> Your assignment
For each line below with the word "loopback", write out a copy.

> Records for the exercise

use line_toolbox::{
    table, AppendBuffer, Error, LineEnding, SortOrder, StringTable, SubstituteMode, TableOptions,
};

fn lines(table: &StringTable) -> Vec<&str> {
    table.lines().collect()
}

fn interfaces() -> StringTable {
    table![
        ["eth0", "10.0.0.7", "up"],
        ["lo", "127.0.0.1", "up"],
        ["wlan0", "192.168.1.20", "down"],
    ]
}

#[test]
fn test_add_returns_row_index() {
    let mut table = StringTable::new();
    assert_eq!(table.add("first").unwrap(), 0);
    assert_eq!(table.add("second").unwrap(), 1);
    assert_eq!(table.len(), 2);
    assert_eq!(table.last_line(), Some("second"));
}

#[test]
fn test_absent_cell_is_not_empty_cell() {
    let mut table = StringTable::new();
    let row = table.add("eth0").unwrap();
    table.col_append(row, "").unwrap();
    assert_eq!(table.cell(row, 1), Some(""));
    assert_eq!(table.cell(row, 2), None);
}

#[test]
fn test_replace_out_of_range() {
    let mut table = interfaces();
    table.replace(1, "loopback").unwrap();
    assert_eq!(table.line(1), Some("loopback"));
    assert_eq!(
        table.replace(3, "nope"),
        Err(Error::RowOutOfRange { row: 3, rows: 3 })
    );
}

#[test]
fn test_remove_keeps_other_rows_intact() {
    let mut table = interfaces();
    assert_eq!(table.remove_exact("lo").unwrap(), Some(1));
    assert_eq!(lines(&table), vec!["eth0", "wlan0"]);
    assert_eq!(table.cell(1, 1), Some("192.168.1.20"));
    assert_eq!(table.cell(1, 2), Some("down"));
    assert_eq!(table.remove_exact("lo").unwrap(), None);
}

#[test]
fn test_removed_rows_do_not_leak_into_new_rows() {
    let mut table = interfaces();
    table.remove_at(0).unwrap();
    table.remove_at(0).unwrap();
    table.add("tun0").unwrap();
    table.add("tun1").unwrap();
    assert_eq!(lines(&table), vec!["wlan0", "tun0", "tun1"]);
    assert_eq!(table.cell(1, 1), None);
    assert_eq!(table.cell(2, 1), None);
}

#[test]
fn test_find_matching_variants() {
    let table = table![["eth0|up|10.0.0.7"], ["lo|up|127.0.0.1"], ["plain text line"]];
    assert_eq!(table.find_matching("text").unwrap(), Some("plain text line"));
    assert_eq!(table.find_matching("plain.*line").unwrap(), Some("plain text line"));
    assert_eq!(table.find_matching("up|127").unwrap(), Some("lo|up|127.0.0.1"));
    assert_eq!(table.find_matching("nothing").unwrap(), None);
    assert!(table.find_matching("").is_err());
}

#[test]
fn test_position_matching_range() {
    let table = table![["x"], ["y"], ["x"], ["y"]];
    assert_eq!(table.position_matching("x", 1, None).unwrap(), Some(2));
    assert_eq!(table.position_matching("x", 1, Some(1)).unwrap(), None);
    assert_eq!(table.position_matching("y", 2, Some(99)).unwrap(), Some(3));
    assert!(table.position_matching("x", 3, Some(1)).is_err());
}

#[test]
fn test_find_exact_ignores_pipes() {
    let table = table![["a|b"], ["a"]];
    assert_eq!(table.find_exact("a|b").unwrap(), Some("a|b"));
    assert_eq!(table.position_exact("a").unwrap(), Some(1));
    assert_eq!(table.find_exact("b").unwrap(), None);
}

#[test]
fn test_find_in_column_and_value_for_key() {
    let table = interfaces();
    assert_eq!(table.find_in_column("down", 2).unwrap(), Some(2));
    assert_eq!(table.find_in_column("127.0.0.1|10.0.0.7", 1).unwrap(), Some(0));
    assert_eq!(table.value_for_key("wlan0", 1).unwrap(), Some("192.168.1.20"));
    assert_eq!(table.value_for_key("ppp0", 1).unwrap(), None);
    assert_eq!(table.value_for_key("lo|ppp0", 2).unwrap(), Some("up"));
}

#[test]
fn test_substitute_all_with_overflow() {
    let options = TableOptions::new().with_cell_length(16);
    let mut table = StringTable::with_options(options).unwrap();
    table.add("a,b,c").unwrap();
    table.add("untouched").unwrap();
    let count = table
        .substitute_in_matching(",", " <separator> ", SubstituteMode::All)
        .unwrap();
    assert_eq!(count, 2);
    assert_eq!(
        lines(&table),
        vec!["a", " <separator> ", "b", " <separator> ", "c", "untouched"]
    );
}

#[test]
fn test_substitute_without_match_is_zero() {
    let mut table = interfaces();
    let before = table.clone();
    assert_eq!(
        table
            .substitute_in_matching("ppp", "x", SubstituteMode::All)
            .unwrap(),
        0
    );
    assert_eq!(table, before);
}

#[test]
fn test_sort_is_case_insensitive() {
    let mut table = table![["beta"], ["Alpha"], ["gamma"], ["ALPHA2"]];
    table.sort(0, SortOrder::Ascending, 0, None).unwrap();
    assert_eq!(lines(&table), vec!["Alpha", "ALPHA2", "beta", "gamma"]);
}

#[test]
fn test_sort_treats_absent_cells_as_empty() {
    let mut table = table![["b", "2"], ["a"], ["c", "1"]];
    table.sort(1, SortOrder::Ascending, 0, None).unwrap();
    assert_eq!(lines(&table), vec!["a", "c", "b"]);
}

#[test]
fn test_sort_rejects_unknown_column() {
    let mut table = interfaces();
    assert!(table.sort(30, SortOrder::Ascending, 0, None).is_err());
}

#[test]
fn test_sort_large_presorted_table() {
    const ROWS: usize = 50_000;
    let options = TableOptions::new()
        .with_row_capacity(ROWS)
        .with_columns(1)
        .with_cell_length(16);
    let mut table = StringTable::with_options(options).unwrap();
    for i in 0..ROWS {
        table.add(&format!("{i:08}")).unwrap();
    }
    let ascending: Vec<String> = (0..ROWS).map(|i| format!("{i:08}")).collect();
    let descending: Vec<String> = ascending.iter().rev().cloned().collect();

    table.sort(0, SortOrder::Ascending, 0, None).unwrap();
    assert_eq!(lines(&table), ascending);

    table.sort(0, SortOrder::Descending, 0, None).unwrap();
    assert_eq!(lines(&table), descending);

    table.sort(0, SortOrder::Descending, 0, None).unwrap();
    assert_eq!(lines(&table), descending);

    table.sort(0, SortOrder::Ascending, 0, None).unwrap();
    assert_eq!(lines(&table), ascending);
}

#[test]
fn test_sort_large_table_of_equal_keys() {
    let options = TableOptions::new().with_row_capacity(20_000).with_columns(2);
    let mut table = StringTable::with_options(options).unwrap();
    for i in 0..20_000 {
        let row = table.add("same").unwrap();
        table.col_append(row, &i.to_string()).unwrap();
    }
    table.sort(0, SortOrder::Ascending, 0, None).unwrap();
    assert_eq!(table.len(), 20_000);
    assert!(table.lines().all(|line| line == "same"));
}

#[test]
fn test_append_and_update() {
    let mut target = table![["existing"]];
    let source = interfaces();
    target.append_table(&source).unwrap();
    assert_eq!(target.len(), 4);
    assert_eq!(target.cell(3, 2), Some("down"));

    target.update_from(&source).unwrap();
    assert_eq!(target, source);
    assert_eq!(target.cell(0, 1), Some("10.0.0.7"));
}

#[test]
fn test_split_column_spreads_fields() {
    let mut table = table![["key=value=extra"], ["lonely"], [""]];
    table.split_column("=").unwrap();
    assert_eq!(table.cells(0).collect::<Vec<_>>(), vec!["key", "value", "extra"]);
    assert_eq!(table.cells(1).collect::<Vec<_>>(), vec!["lonely"]);
    assert_eq!(table.line(2), Some(""));
}

#[test]
fn test_split_column_overflow() {
    let options = TableOptions::new().with_columns(2);
    let mut table = StringTable::with_options(options).unwrap();
    table.add("a b c").unwrap();
    assert_eq!(
        table.split_column(" "),
        Err(Error::ColumnsExhausted { row: 0, columns: 2 })
    );
}

#[test]
fn test_to_text_skips_absent_cells() {
    let table = interfaces();
    assert_eq!(
        table.to_text(",", LineEnding::Lf),
        "eth0,10.0.0.7,up\nlo,127.0.0.1,up\nwlan0,192.168.1.20,down\n"
    );
}

#[test]
fn test_save_and_load_round_trip() {
    let dir = tempfile::tempdir().unwrap();
    let path = dir.path().join("interfaces.txt");
    let table = interfaces();
    table.save(&path, "\t", LineEnding::CrLf).unwrap();

    let whole_lines = StringTable::load(&path).unwrap();
    assert_eq!(whole_lines.line(0), Some("eth0\t10.0.0.7\tup"));

    let columns = StringTable::load_separated(&path, "\t").unwrap();
    assert_eq!(columns.to_text("\t", LineEnding::Lf), table.to_string());
}

#[test]
fn test_load_missing_file() {
    let dir = tempfile::tempdir().unwrap();
    let result = StringTable::load(dir.path().join("missing.txt"));
    assert!(matches!(result, Err(Error::Io(_))));
}

#[test]
fn test_append_to_grows_buffer() {
    let table = interfaces();
    let mut buffer = AppendBuffer::new();
    table.append_to(&mut buffer, "\t", LineEnding::Lf).unwrap();
    table.append_to(&mut buffer, "\t", LineEnding::Lf).unwrap();
    assert_eq!(buffer.len(), 2 * table.text_len("\t", LineEnding::Lf));
}

#[test]
fn test_equality_compares_first_column_only() {
    let a = table![["eth0", "up"]];
    let b = table![["eth0", "down"]];
    let c = table![["eth1", "up"]];
    assert_eq!(a, b);
    assert_ne!(a, c);
}

#[test]
fn test_json_round_trip() {
    let table = interfaces();
    let json = serde_json::to_string(&table).unwrap();
    let back: StringTable = serde_json::from_str(&json).unwrap();
    assert_eq!(back.to_string(), table.to_string());
}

> Written reply
    table.replace(1, "loopback").unwrap();
    assert_eq!(table.line(1), Some("loopback"));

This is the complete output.